Click here for diagnosis and discussion:
Diagnosis: Placental mesenchymal dysplasia with associated chorangiomatosis and features of fetal thrombotic vasculopathy
Discussion:
The microscopic images show (figures 1-12 are in rows 1-3 above):
- Figures 1 - 2: stem villous with central cistern and increased stromal mesenchymal cellularity
- Figures 3 - 4: tertiary villi with increased stromal cellularity and vascularity
- Figures 5, 6 and 12: vascular thrombi and avascular villi, consistent with fetal thrombotic vasculopathy
- Figures 7 - 9: localized chorangiomatosis with focal extramedullary hematopoiesis
- Figures 10 - 11: degenerative changes of umbilical vein smooth muscle
Placental mesenchymal dysplasia is a rare placental vascular anomaly characterized by placentomegaly and grapelike vesicles resembling a partial molar pregnancy. Although its incidence is reported as 0.2%, it may be underdiagnosed and underreported, since it is relatively unknown to many pathologists (Congenit Anom (Kyoto) 2002;42:309, Arch Pathol Lab Med 2007;131:131, Surg Pathol Clin 2013;6:127, Arch Pathol Lab Med 2014;138:1247, Fetal Pediatr Pathol 2018;37:387).
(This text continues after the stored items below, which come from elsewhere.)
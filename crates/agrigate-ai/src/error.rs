use agrigate_core::{ConfigError, Domain};
use thiserror::Error;

use crate::pipeline::FallbackReason;

/// Failure inside a single predictor call or artifact load.
#[derive(Debug, Error)]
pub enum ModelError {
    #[error("expected {expected} features, got {actual}")]
    Width { expected: usize, actual: usize },

    #[error("unknown category '{0}'")]
    UnknownCategory(String),

    #[error("{0} is not supported by this predictor")]
    Unsupported(&'static str),

    #[error("predictor returned no output")]
    EmptyOutput,

    #[error("malformed artifact: {0}")]
    Malformed(String),

    #[error("JSON parse error: {0}")]
    Json(#[from] serde_json::Error),

    #[error("I/O error: {0}")]
    Io(#[from] std::io::Error),

    #[cfg(feature = "onnx")]
    #[error("onnx runtime error: {0}")]
    Onnx(String),

    #[error("{0}")]
    Other(String),
}

#[derive(Debug, Error)]
pub enum RegistryError {
    #[error("no models could be loaded ({attempted} artifacts attempted)")]
    NoModelsAvailable { attempted: usize },

    #[error(transparent)]
    Config(#[from] ConfigError),
}

#[derive(Debug, Error)]
pub enum InferError {
    /// Model-required domain with no usable model.
    #[error("{domain} prediction unavailable: {reason}")]
    ServiceUnavailable {
        domain: Domain,
        reason: FallbackReason,
    },
}
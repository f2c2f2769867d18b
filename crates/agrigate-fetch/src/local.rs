use std::path::PathBuf;

use agrigate_core::{ArtifactId, ArtifactSource, FetchError};
use async_trait::async_trait;
use tracing::debug;

/// Serves artifacts straight from a directory tree laid out like the hub
/// repository (`<root>/flood/flood_rf.json`, ...).
pub struct LocalDirSource {
    root: PathBuf,
}

impl LocalDirSource {
    pub fn new(root: impl Into<PathBuf>) -> Self {
        Self { root: root.into() }
    }
}

#[async_trait]
impl ArtifactSource for LocalDirSource {
    async fn fetch(&self, id: &ArtifactId) -> Result<PathBuf, FetchError> {
        let path = self.root.join(id.as_path());
        match tokio::fs::metadata(&path).await {
            Ok(meta) if meta.is_file() => {
                debug!(artifact = %id, path = %path.display(), "local artifact");
                Ok(path)
            }
            Ok(_) => Err(FetchError::NotFound(id.to_string())),
            Err(e) if e.kind() == std::io::ErrorKind::NotFound => {
                Err(FetchError::NotFound(id.to_string()))
            }
            Err(e) => Err(FetchError::Io(e)),
        }
    }

    fn describe(&self) -> String {
        format!("local directory {}", self.root.display())
    }
}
Its underlying cause is unknown, although it is associated with Beckwith-Wiedemann syndrome (macroglossia, macrosomia [birth weight and length > 90th percentile], midline abdominal wall defects, ear creases or ear pits and neonatal hypoglycemia). Other possible etiologies include hypoxia and mosaicism. No association with fetal thrombotic vasculopathy has been described. Clinically, most patients present with an increased maternal AFP. There may be intrauterine growth restriction or fetal demise.
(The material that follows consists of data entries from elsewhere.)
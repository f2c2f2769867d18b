//! Declarative per-domain feature specs.
//!
//! A feature spec lists the canonical input fields in the order the domain's models
//! were trained on, plus which bundle components encode categorical fields
//! and scale the finished vector. One generic adapter consumes these specs.

use serde::Serialize;

use crate::domain::Domain;

/// Raw value of one request field.
#[derive(Debug, Clone, Copy, PartialEq)]
pub enum FieldValue<'a> {
    Number(f64),
    Text(&'a str),
}

impl FieldValue<'_> {
    pub fn as_number(&self) -> Option<f64> {
        match self {
            Self::Number(v) => Some(*v),
            Self::Text(_) => None,
        }
    }
}

/// Where a categorical field's encoder lives in the bundle.
#[derive(Debug, Clone, Copy, PartialEq, Eq)]
pub enum EncoderBinding {
    /// A component that is itself a label encoder (e.g. `"encoder"`).
    Component(&'static str),
    /// An encoder set component keyed by field (e.g. `"encoders"["crop"]`).
    Keyed {
        component: &'static str,
        key: &'static str,
    },
}

#[derive(Debug, Clone, Copy, PartialEq, Eq)]
pub enum FieldKind {
    Numeric,
    Categorical(EncoderBinding),
    /// Slot the models were trained with but the request cannot supply.
    /// Always zero.
    Reserved,
}

#[derive(Debug, Clone, Copy, PartialEq, Eq)]
pub struct FieldSpec {
    pub name: &'static str,
    pub kind: FieldKind,
}

impl FieldSpec {
    pub const fn numeric(name: &'static str) -> Self {
        Self {
            name,
            kind: FieldKind::Numeric,
        }
    }

    pub const fn encoded(name: &'static str, component: &'static str) -> Self {
        Self {
            name,
            kind: FieldKind::Categorical(EncoderBinding::Component(component)),
        }
    }

    pub const fn keyed(name: &'static str, component: &'static str) -> Self {
        Self {
            name,
            kind: FieldKind::Categorical(EncoderBinding::Keyed {
                component,
                key: name,
            }),
        }
    }

    pub const fn reserved(name: &'static str) -> Self {
        Self {
            name,
            kind: FieldKind::Reserved,
        }
    }
}

/// Ordered tabular inputs plus an optional scaler binding.
#[derive(Debug, Clone, Copy, PartialEq, Eq)]
pub struct FeatureSpec {
    pub fields: &'static [FieldSpec],
    pub scaler: Option<&'static str>,
}

impl FeatureSpec {
    /// Canonical (logical) width.
    pub fn width(&self) -> usize {
        self.fields.len()
    }

    pub fn position(&self, name: &str) -> Option<usize> {
        self.fields.iter().position(|f| f.name == name)
    }
}

/// How a domain feeds its model.
#[derive(Debug, Clone, Copy, PartialEq, Eq)]
pub enum InputLayout {
    Tabular(&'static FeatureSpec),
    /// Caller supplies a pre-decoded tensor; no reconciliation applies.
    Tensor,
}

static AQI: FeatureSpec = FeatureSpec {
    fields: &[
        FieldSpec::numeric("pm25"),
        FieldSpec::numeric("pm10"),
        FieldSpec::numeric("no2"),
        FieldSpec::numeric("so2"),
        FieldSpec::numeric("co"),
        FieldSpec::numeric("o3"),
        FieldSpec::numeric("temperature"),
        FieldSpec::numeric("humidity"),
        FieldSpec::numeric("wind_speed"),
        FieldSpec::numeric("pressure"),
        FieldSpec::numeric("visibility"),
        FieldSpec::encoded("city", "encoder"),
    ],
    scaler: None,
};

static CO2: FeatureSpec = FeatureSpec {
    fields: &[
        FieldSpec::numeric("month"),
        FieldSpec::numeric("year"),
        FieldSpec::numeric("temperature"),
        FieldSpec::numeric("humidity"),
        FieldSpec::numeric("pressure"),
        FieldSpec::numeric("wind_speed"),
        FieldSpec::reserved("co2_lag"),
    ],
    scaler: Some("scaler"),
};

static CROP: FeatureSpec = FeatureSpec {
    fields: &[
        FieldSpec::numeric("nitrogen"),
        FieldSpec::numeric("phosphorus"),
        FieldSpec::numeric("potassium"),
        FieldSpec::numeric("temperature"),
        FieldSpec::numeric("humidity"),
        FieldSpec::numeric("ph"),
        FieldSpec::numeric("rainfall"),
    ],
    scaler: Some("scaler"),
};

static FLOOD: FeatureSpec = FeatureSpec {
    fields: &[
        FieldSpec::numeric("rainfall_mm"),
        FieldSpec::numeric("river_level"),
        FieldSpec::numeric("elevation"),
        FieldSpec::numeric("flood_history"),
    ],
    scaler: None,
};

static NDVI: FeatureSpec = FeatureSpec {
    fields: &[
        FieldSpec::numeric("ndvi"),
        FieldSpec::numeric("temperature"),
        FieldSpec::numeric("rainfall"),
    ],
    scaler: None,
};

static PRICE: FeatureSpec = FeatureSpec {
    fields: &[
        FieldSpec::keyed("crop", "encoders"),
        FieldSpec::keyed("state", "encoders"),
        FieldSpec::numeric("month"),
        FieldSpec::numeric("year"),
        FieldSpec::reserved("production"),
        FieldSpec::reserved("demand_index"),
    ],
    scaler: None,
};

static PROFIT: FeatureSpec = FeatureSpec {
    fields: &[
        FieldSpec::keyed("crop", "encoders"),
        FieldSpec::numeric("area_hectares"),
        FieldSpec::numeric("cost_per_hectare"),
        FieldSpec::numeric("expected_yield"),
        FieldSpec::numeric("market_price"),
        FieldSpec::reserved("season"),
    ],
    scaler: None,
};

static RAINFALL: FeatureSpec = FeatureSpec {
    fields: &[
        FieldSpec::numeric("month"),
        FieldSpec::numeric("year"),
        FieldSpec::numeric("temperature"),
        FieldSpec::numeric("humidity"),
        FieldSpec::numeric("pressure"),
        FieldSpec::reserved("cloud_cover"),
        FieldSpec::reserved("wind_speed"),
        FieldSpec::reserved("evapotranspiration"),
        FieldSpec::reserved("soil_moisture"),
        FieldSpec::reserved("previous_month_rainfall"),
        FieldSpec::reserved("same_month_last_year"),
        FieldSpec::reserved("jan_rainfall"),
        FieldSpec::reserved("feb_rainfall"),
        FieldSpec::reserved("mar_rainfall"),
        FieldSpec::reserved("apr_rainfall"),
        FieldSpec::reserved("may_rainfall"),
        FieldSpec::encoded("subdivision", "encoder"),
        FieldSpec::reserved("extra"),
    ],
    scaler: None,
};

static SOIL_HEALTH: FeatureSpec = FeatureSpec {
    fields: &[
        FieldSpec::numeric("nitrogen"),
        FieldSpec::numeric("phosphorus"),
        FieldSpec::numeric("potassium"),
        FieldSpec::numeric("ph"),
        FieldSpec::numeric("organic_carbon"),
        FieldSpec::numeric("ec"),
    ],
    scaler: Some("scaler"),
};

static STORM: FeatureSpec = FeatureSpec {
    fields: &[
        FieldSpec::numeric("month"),
        FieldSpec::numeric("wind_speed"),
        FieldSpec::numeric("pressure"),
        FieldSpec::numeric("humidity"),
    ],
    scaler: None,
};

static WATER: FeatureSpec = FeatureSpec {
    fields: &[
        FieldSpec::numeric("temperature"),
        FieldSpec::numeric("humidity"),
        FieldSpec::numeric("rainfall"),
        FieldSpec::numeric("soil_moisture"),
        FieldSpec::numeric("crop_coefficient"),
        FieldSpec::numeric("growth_stage_index"),
    ],
    scaler: None,
};

static YIELD: FeatureSpec = FeatureSpec {
    fields: &[FieldSpec::numeric("area_hectares")],
    scaler: None,
};

impl Domain {
    pub fn input_layout(&self) -> InputLayout {
        let spec = match self {
            Self::Aqi => &AQI,
            Self::Co2 => &CO2,
            Self::Crop => &CROP,
            Self::Flood => &FLOOD,
            Self::Ndvi => &NDVI,
            Self::Price => &PRICE,
            Self::Profit => &PROFIT,
            Self::Rainfall => &RAINFALL,
            Self::SoilHealth => &SOIL_HEALTH,
            Self::Storm => &STORM,
            Self::Water => &WATER,
            Self::Yield => &YIELD,
            Self::PlantDisease | Self::SoilType => return InputLayout::Tensor,
        };
        InputLayout::Tabular(spec)
    }

    /// Bundle component holding the class labels for categorical domains.
    pub fn label_component(&self) -> Option<&'static str> {
        match self {
            Self::Crop => Some("encoder"),
            Self::PlantDisease => Some("labels"),
            _ => None,
        }
    }

    /// Class labels known without any artifact, in model output order.
    pub fn builtin_classes(&self) -> &'static [&'static str] {
        match self {
            Self::SoilType => &[
                "Alluvial soil",
                "Black Soil",
                "Cinder Soil",
                "Clayey soils",
                "Laterite soil",
                "Loamy soil",
                "Peat Soil",
                "Sandy loam",
                "Sandy soil",
                "Yellow Soil",
            ],
            _ => &[],
        }
    }

    /// Crops suited to a predicted soil class. Only soil type carries these.
    pub fn crop_recommendation(&self, label: &str) -> Option<CropRecommendation> {
        match self {
            Self::SoilType => SOIL_CROPS
                .iter()
                .find(|(soil, _)| *soil == label)
                .map(|(_, rec)| *rec),
            _ => None,
        }
    }
}

#[derive(Debug, Clone, Copy, PartialEq, Eq, Serialize)]
pub struct CropRecommendation {
    pub primary: &'static [&'static str],
    pub secondary: &'static [&'static str],
}

static SOIL_CROPS: &[(&str, CropRecommendation)] = &[
    (
        "Alluvial soil",
        CropRecommendation {
            primary: &["Rice", "Wheat"],
            secondary: &["Sugarcane", "Maize"],
        },
    ),
    (
        "Black Soil",
        CropRecommendation {
            primary: &["Cotton", "Soybean"],
            secondary: &["Groundnut"],
        },
    ),
    (
        "Sandy soil",
        CropRecommendation {
            primary: &["Watermelon"],
            secondary: &["Millets"],
        },
    ),
];

#[cfg(test)]
mod tests {
    use super::*;

    fn tabular(domain: Domain) -> &'static FeatureSpec {
        match domain.input_layout() {
            InputLayout::Tabular(spec) => spec,
            InputLayout::Tensor => panic!("{domain} is tensor-shaped"),
        }
    }

    #[test]
    fn canonical_widths_match_trained_models() {
        assert_eq!(tabular(Domain::Aqi).width(), 12);
        assert_eq!(tabular(Domain::Co2).width(), 7);
        assert_eq!(tabular(Domain::Crop).width(), 7);
        assert_eq!(tabular(Domain::Flood).width(), 4);
        assert_eq!(tabular(Domain::Price).width(), 6);
        assert_eq!(tabular(Domain::Profit).width(), 6);
        assert_eq!(tabular(Domain::Rainfall).width(), 18);
        assert_eq!(tabular(Domain::Storm).width(), 4);
        assert_eq!(tabular(Domain::Yield).width(), 1);
    }

    #[test]
    fn rainfall_subdivision_slot_is_sixteen() {
        assert_eq!(tabular(Domain::Rainfall).position("subdivision"), Some(16));
    }

    #[test]
    fn field_names_unique_per_domain() {
        for domain in Domain::ALL {
            let InputLayout::Tabular(spec) = domain.input_layout() else {
                continue;
            };
            for (i, f) in spec.fields.iter().enumerate() {
                assert_eq!(spec.position(f.name), Some(i), "{domain}: dup {}", f.name);
            }
        }
    }

    #[test]
    fn keyed_binding_uses_field_name() {
        let crop = tabular(Domain::Price).fields[0];
        assert_eq!(
            crop.kind,
            FieldKind::Categorical(EncoderBinding::Keyed {
                component: "encoders",
                key: "crop"
            })
        );
    }

    #[test]
    fn soil_type_is_tensor_with_ten_classes() {
        assert_eq!(Domain::SoilType.input_layout(), InputLayout::Tensor);
        assert_eq!(Domain::SoilType.builtin_classes().len(), 10);
    }

    #[test]
    fn plant_disease_is_tensor_with_label_component() {
        assert_eq!(Domain::PlantDisease.input_layout(), InputLayout::Tensor);
        assert_eq!(Domain::PlantDisease.label_component(), Some("labels"));
        assert!(Domain::PlantDisease.builtin_classes().is_empty());
    }

    #[test]
    fn soil_classes_with_known_crops() {
        let black = Domain::SoilType.crop_recommendation("Black Soil").unwrap();
        assert_eq!(black.primary, &["Cotton", "Soybean"]);
        assert_eq!(black.secondary, &["Groundnut"]);
        // Every recommended soil is a class the model can emit.
        for (soil, _) in SOIL_CROPS {
            assert!(Domain::SoilType.builtin_classes().contains(soil));
        }
        assert!(Domain::SoilType.crop_recommendation("Peat Soil").is_none());
        assert!(Domain::Crop.crop_recommendation("Black Soil").is_none());
    }
}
Gross features include a placenta large for gestational age (> 90th percentile), with aneurysmally dilated and tortuous chorionic plate vessels, that may show luminal thrombosis or rupture with hemorrhage. The parenchyma may have prominent stem villi and multiple grape-like cysts.
Microscopically, there are dilated thick walled vessels of the chorionic plate vessels with fibromuscular hyperplasia and variable fresh or organizing thrombi with possible luminal obliteration / thrombosis. The vessel walls show fibrinoid necrosis. There are parenchymal vascular malformations with dilated vessels with new / organizing thrombi. Stem villi are enlarged, up to 10 times normal. They have central cisterns that may be lined by lymphatic endothelium and are filled with gelatinous material (Placenta 2009;30:654). The stem villi have loose / myxoid stroma with abundant fibroblasts. Terminal villi may also show mesenchymal cell hypercellularity and stromal fibrosis. Vessels vary from chorangiomatous to being obliterated. Placental mesenchymal dysplasia is associated with loss of p57 in the stromal cells of dysplastic stem villi in almost all cases (Fetal Pediatr Pathol 2009;28:9).
The differential diagnosis includes a partial mole, but placental mesenchymal dysplasia has no trophoblastic proliferation, no stromal trophoblastic inclusions and no villous scalloping. Most cases are diploid. The differential diagnosis also includes spontaneous abortion with hydropic change, which may have vesicles, but they are usually small and focal, and are accompanied by degenerative changes.
~25% of cases of placental mesenchymal dysplasia are associated with Beckwith-Wiedemann syndrome. However, most phenotypically normal infants have no developmental problems.